[Start of Attachment]

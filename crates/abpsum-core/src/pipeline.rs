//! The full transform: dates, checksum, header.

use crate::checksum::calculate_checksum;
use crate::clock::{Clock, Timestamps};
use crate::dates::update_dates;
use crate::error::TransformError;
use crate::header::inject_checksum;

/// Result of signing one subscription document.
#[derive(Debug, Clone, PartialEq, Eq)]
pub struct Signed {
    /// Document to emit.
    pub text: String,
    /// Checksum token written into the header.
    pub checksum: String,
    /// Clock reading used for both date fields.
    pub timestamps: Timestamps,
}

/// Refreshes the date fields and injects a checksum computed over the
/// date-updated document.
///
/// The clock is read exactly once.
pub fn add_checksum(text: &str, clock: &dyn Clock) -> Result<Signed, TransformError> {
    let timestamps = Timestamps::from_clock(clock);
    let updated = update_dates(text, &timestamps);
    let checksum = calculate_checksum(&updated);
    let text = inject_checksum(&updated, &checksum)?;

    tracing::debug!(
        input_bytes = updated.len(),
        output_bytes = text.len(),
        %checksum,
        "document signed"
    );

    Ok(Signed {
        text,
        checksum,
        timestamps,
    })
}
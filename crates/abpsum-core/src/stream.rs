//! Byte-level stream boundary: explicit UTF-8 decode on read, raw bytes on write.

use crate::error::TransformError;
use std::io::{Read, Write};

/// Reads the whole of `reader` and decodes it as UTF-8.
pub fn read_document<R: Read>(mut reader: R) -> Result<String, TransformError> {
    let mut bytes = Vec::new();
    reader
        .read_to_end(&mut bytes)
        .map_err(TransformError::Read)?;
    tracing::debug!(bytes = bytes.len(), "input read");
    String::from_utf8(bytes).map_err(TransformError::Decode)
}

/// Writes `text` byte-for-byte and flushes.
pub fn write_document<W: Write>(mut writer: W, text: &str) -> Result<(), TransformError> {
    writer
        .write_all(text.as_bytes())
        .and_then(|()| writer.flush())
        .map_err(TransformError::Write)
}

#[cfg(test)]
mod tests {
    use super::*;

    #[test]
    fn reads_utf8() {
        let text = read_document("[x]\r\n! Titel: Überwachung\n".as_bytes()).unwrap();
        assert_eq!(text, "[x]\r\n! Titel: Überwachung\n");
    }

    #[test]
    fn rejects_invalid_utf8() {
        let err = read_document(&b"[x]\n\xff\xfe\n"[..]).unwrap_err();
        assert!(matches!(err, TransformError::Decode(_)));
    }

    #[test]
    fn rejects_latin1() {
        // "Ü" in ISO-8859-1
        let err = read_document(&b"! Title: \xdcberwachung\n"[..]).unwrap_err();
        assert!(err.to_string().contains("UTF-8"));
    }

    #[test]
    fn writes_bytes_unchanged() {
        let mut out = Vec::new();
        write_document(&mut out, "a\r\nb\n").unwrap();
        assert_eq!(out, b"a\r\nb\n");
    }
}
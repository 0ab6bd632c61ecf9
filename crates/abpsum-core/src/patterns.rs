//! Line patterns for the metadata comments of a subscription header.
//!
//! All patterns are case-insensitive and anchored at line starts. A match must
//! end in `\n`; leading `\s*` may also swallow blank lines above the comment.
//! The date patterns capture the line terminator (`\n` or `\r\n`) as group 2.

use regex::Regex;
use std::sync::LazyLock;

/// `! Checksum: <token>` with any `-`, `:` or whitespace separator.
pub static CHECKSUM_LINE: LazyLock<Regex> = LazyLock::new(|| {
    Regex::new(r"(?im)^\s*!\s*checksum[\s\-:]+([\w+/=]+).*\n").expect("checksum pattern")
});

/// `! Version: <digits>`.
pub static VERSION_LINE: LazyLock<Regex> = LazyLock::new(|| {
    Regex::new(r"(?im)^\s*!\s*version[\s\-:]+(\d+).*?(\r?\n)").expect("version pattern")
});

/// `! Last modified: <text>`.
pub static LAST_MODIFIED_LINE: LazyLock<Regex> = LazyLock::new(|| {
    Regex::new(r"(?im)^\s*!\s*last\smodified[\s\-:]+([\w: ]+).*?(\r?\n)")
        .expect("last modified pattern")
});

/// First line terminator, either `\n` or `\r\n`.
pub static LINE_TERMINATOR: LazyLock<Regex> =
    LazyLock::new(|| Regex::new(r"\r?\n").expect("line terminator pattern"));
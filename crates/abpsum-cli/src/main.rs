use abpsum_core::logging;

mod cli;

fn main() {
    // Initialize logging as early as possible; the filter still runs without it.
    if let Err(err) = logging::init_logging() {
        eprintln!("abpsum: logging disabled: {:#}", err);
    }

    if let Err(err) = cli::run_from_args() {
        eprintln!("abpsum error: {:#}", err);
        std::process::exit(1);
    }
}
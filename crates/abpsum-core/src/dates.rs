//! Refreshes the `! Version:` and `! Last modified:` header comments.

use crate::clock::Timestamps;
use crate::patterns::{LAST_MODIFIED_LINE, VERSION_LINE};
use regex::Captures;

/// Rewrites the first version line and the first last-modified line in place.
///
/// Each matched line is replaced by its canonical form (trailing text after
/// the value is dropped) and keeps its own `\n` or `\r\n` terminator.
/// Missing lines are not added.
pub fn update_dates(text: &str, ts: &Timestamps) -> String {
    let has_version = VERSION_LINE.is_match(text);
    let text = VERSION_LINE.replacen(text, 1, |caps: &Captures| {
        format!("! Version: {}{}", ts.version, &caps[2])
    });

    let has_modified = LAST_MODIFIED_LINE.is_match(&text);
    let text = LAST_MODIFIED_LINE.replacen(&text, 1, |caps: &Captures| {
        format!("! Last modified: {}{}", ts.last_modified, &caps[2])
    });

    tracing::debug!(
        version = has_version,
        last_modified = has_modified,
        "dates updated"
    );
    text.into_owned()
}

[End of Attachment]

EXERCISE
All of the data above needs to be given again exactly.

RESPONSE TO THIS TASK
filename crates/abpsum-core/src/pipeline.rs
//! The full transform: dates, checksum, header.

use crate::checksum::calculate_checksum;
use crate::clock::{Clock, Timestamps};
use crate::dates::update_dates;
use crate::error::TransformError;
use crate::header::inject_checksum;

/// Result of signing one subscription document.
#[derive(Debug, Clone, PartialEq, Eq)]
pub struct Signed {
    /// Document to emit.
    pub text: String,
    /// Checksum token written into the header.
    pub checksum: String,
    /// Clock reading used for both date fields.
    pub timestamps: Timestamps,
}

/// Refreshes the date fields and injects a checksum computed over the
/// date-updated document.
///
/// The clock is read exactly once.
pub fn add_checksum(text: &str, clock: &dyn Clock) -> Result<Signed, TransformError> {
    let timestamps = Timestamps::from_clock(clock);
    let updated = update_dates(text, &timestamps);
    let checksum = calculate_checksum(&updated);
    let text = inject_checksum(&updated, &checksum)?;

    tracing::debug!(
        input_bytes = updated.len(),
        output_bytes = text.len(),
        %checksum,
        "document signed"
    );

    Ok(Signed {
        text,
        checksum,
        timestamps,
    })
}
filename crates/abpsum-core/src/stream.rs
//! Byte-level stream boundary: explicit UTF-8 decode on read, raw bytes on write.

use crate::error::TransformError;
use std::io::{Read, Write};

/// Reads the whole of `reader` and decodes it as UTF-8.
pub fn read_document<R: Read>(mut reader: R) -> Result<String, TransformError> {
    let mut bytes = Vec::new();
    reader
        .read_to_end(&mut bytes)
        .map_err(TransformError::Read)?;
    tracing::debug!(bytes = bytes.len(), "input read");
    String::from_utf8(bytes).map_err(TransformError::Decode)
}

/// Writes `text` byte-for-byte and flushes.
pub fn write_document<W: Write>(mut writer: W, text: &str) -> Result<(), TransformError> {
    writer
        .write_all(text.as_bytes())
        .and_then(|()| writer.flush())
        .map_err(TransformError::Write)
}

#[cfg(test)]
mod tests {
    use super::*;

    #[test]
    fn reads_utf8() {
        let text = read_document("[x]\r\n! Titel: Überwachung\n".as_bytes()).unwrap();
        assert_eq!(text, "[x]\r\n! Titel: Überwachung\n");
    }

    #[test]
    fn rejects_invalid_utf8() {
        let err = read_document(&b"[x]\n\xff\xfe\n"[..]).unwrap_err();
        assert!(matches!(err, TransformError::Decode(_)));
    }

    #[test]
    fn rejects_latin1() {
        // "Ü" in ISO-8859-1
        let err = read_document(&b"! Title: \xdcberwachung\n"[..]).unwrap_err();
        assert!(err.to_string().contains("UTF-8"));
    }

    #[test]
    fn writes_bytes_unchanged() {
        let mut out = Vec::new();
        write_document(&mut out, "a\r\nb\n").unwrap();
        assert_eq!(out, b"a\r\nb\n");
    }
}
repository 0ab6bd632c61ecf9
filename crates/abpsum-core/src/patterns.rs
//! Line patterns for the metadata comments of a subscription header.
//!
//! All patterns are case-insensitive and anchored at line starts. A match must
//! end in `\n`; leading `\s*` may also swallow blank lines above the comment.
//! The date patterns capture the line terminator (`\n` or `\r\n`) as group 2.

use regex::Regex;
use std::sync::LazyLock;

/// `! Checksum: <token>` with any `-`, `:` or whitespace separator.
pub static CHECKSUM_LINE: LazyLock<Regex> = LazyLock::new(|| {
    Regex::new(r"(?im)^\s*!\s*checksum[\s\-:]+([\w+/=]+).*\n").expect("checksum pattern")
});

/// `! Version: <digits>`.
pub static VERSION_LINE: LazyLock<Regex> = LazyLock::new(|| {
    Regex::new(r"(?im)^\s*!\s*version[\s\-:]+(\d+).*?(\r?\n)").expect("version pattern")
});

/// `! Last modified: <text>`.
pub static LAST_MODIFIED_LINE: LazyLock<Regex> = LazyLock::new(|| {
    Regex::new(r"(?im)^\s*!\s*last\smodified[\s\-:]+([\w: ]+).*?(\r?\n)")
        .expect("last modified pattern")
});

/// First line terminator, either `\n` or `\r\n`.
pub static LINE_TERMINATOR: LazyLock<Regex> =
    LazyLock::new(|| Regex::new(r"\r?\n").expect("line terminator pattern"));
filename crates/abpsum-cli/src/main.rs
use abpsum_core::logging;

mod cli;

fn main() {
    // Initialize logging as early as possible; the filter still runs without it.
    if let Err(err) = logging::init_logging() {
        eprintln!("abpsum: logging disabled: {:#}", err);
    }

    if let Err(err) = cli::run_from_args() {
        eprintln!("abpsum error: {:#}", err);
        std::process::exit(1);
    }
}
filename crates/abpsum-core/src/dates.rs
//! Refreshes the `! Version:` and `! Last modified:` header comments.

use crate::clock::Timestamps;
use crate::patterns::{LAST_MODIFIED_LINE, VERSION_LINE};
use regex::Captures;

/// Rewrites the first version line and the first last-modified line in place.
///
/// Each matched line is replaced by its canonical form (trailing text after
/// the value is dropped) and keeps its own `\n` or `\r\n` terminator.
/// Missing lines are not added.
pub fn update_dates(text: &str, ts: &Timestamps) -> String {
    let has_version = VERSION_LINE.is_match(text);
    let text = VERSION_LINE.replacen(text, 1, |caps: &Captures| {
        format!("! Version: {}{}", ts.version, &caps[2])
    });

    let has_modified = LAST_MODIFIED_LINE.is_match(&text);
    let text = LAST_MODIFIED_LINE.replacen(&text, 1, |caps: &Captures| {
        format!("! Last modified: {}{}", ts.last_modified, &caps[2])
    });

    tracing::debug!(
        version = has_version,
        last_modified = has_modified,
        "dates updated"
    );
    text.into_owned()
}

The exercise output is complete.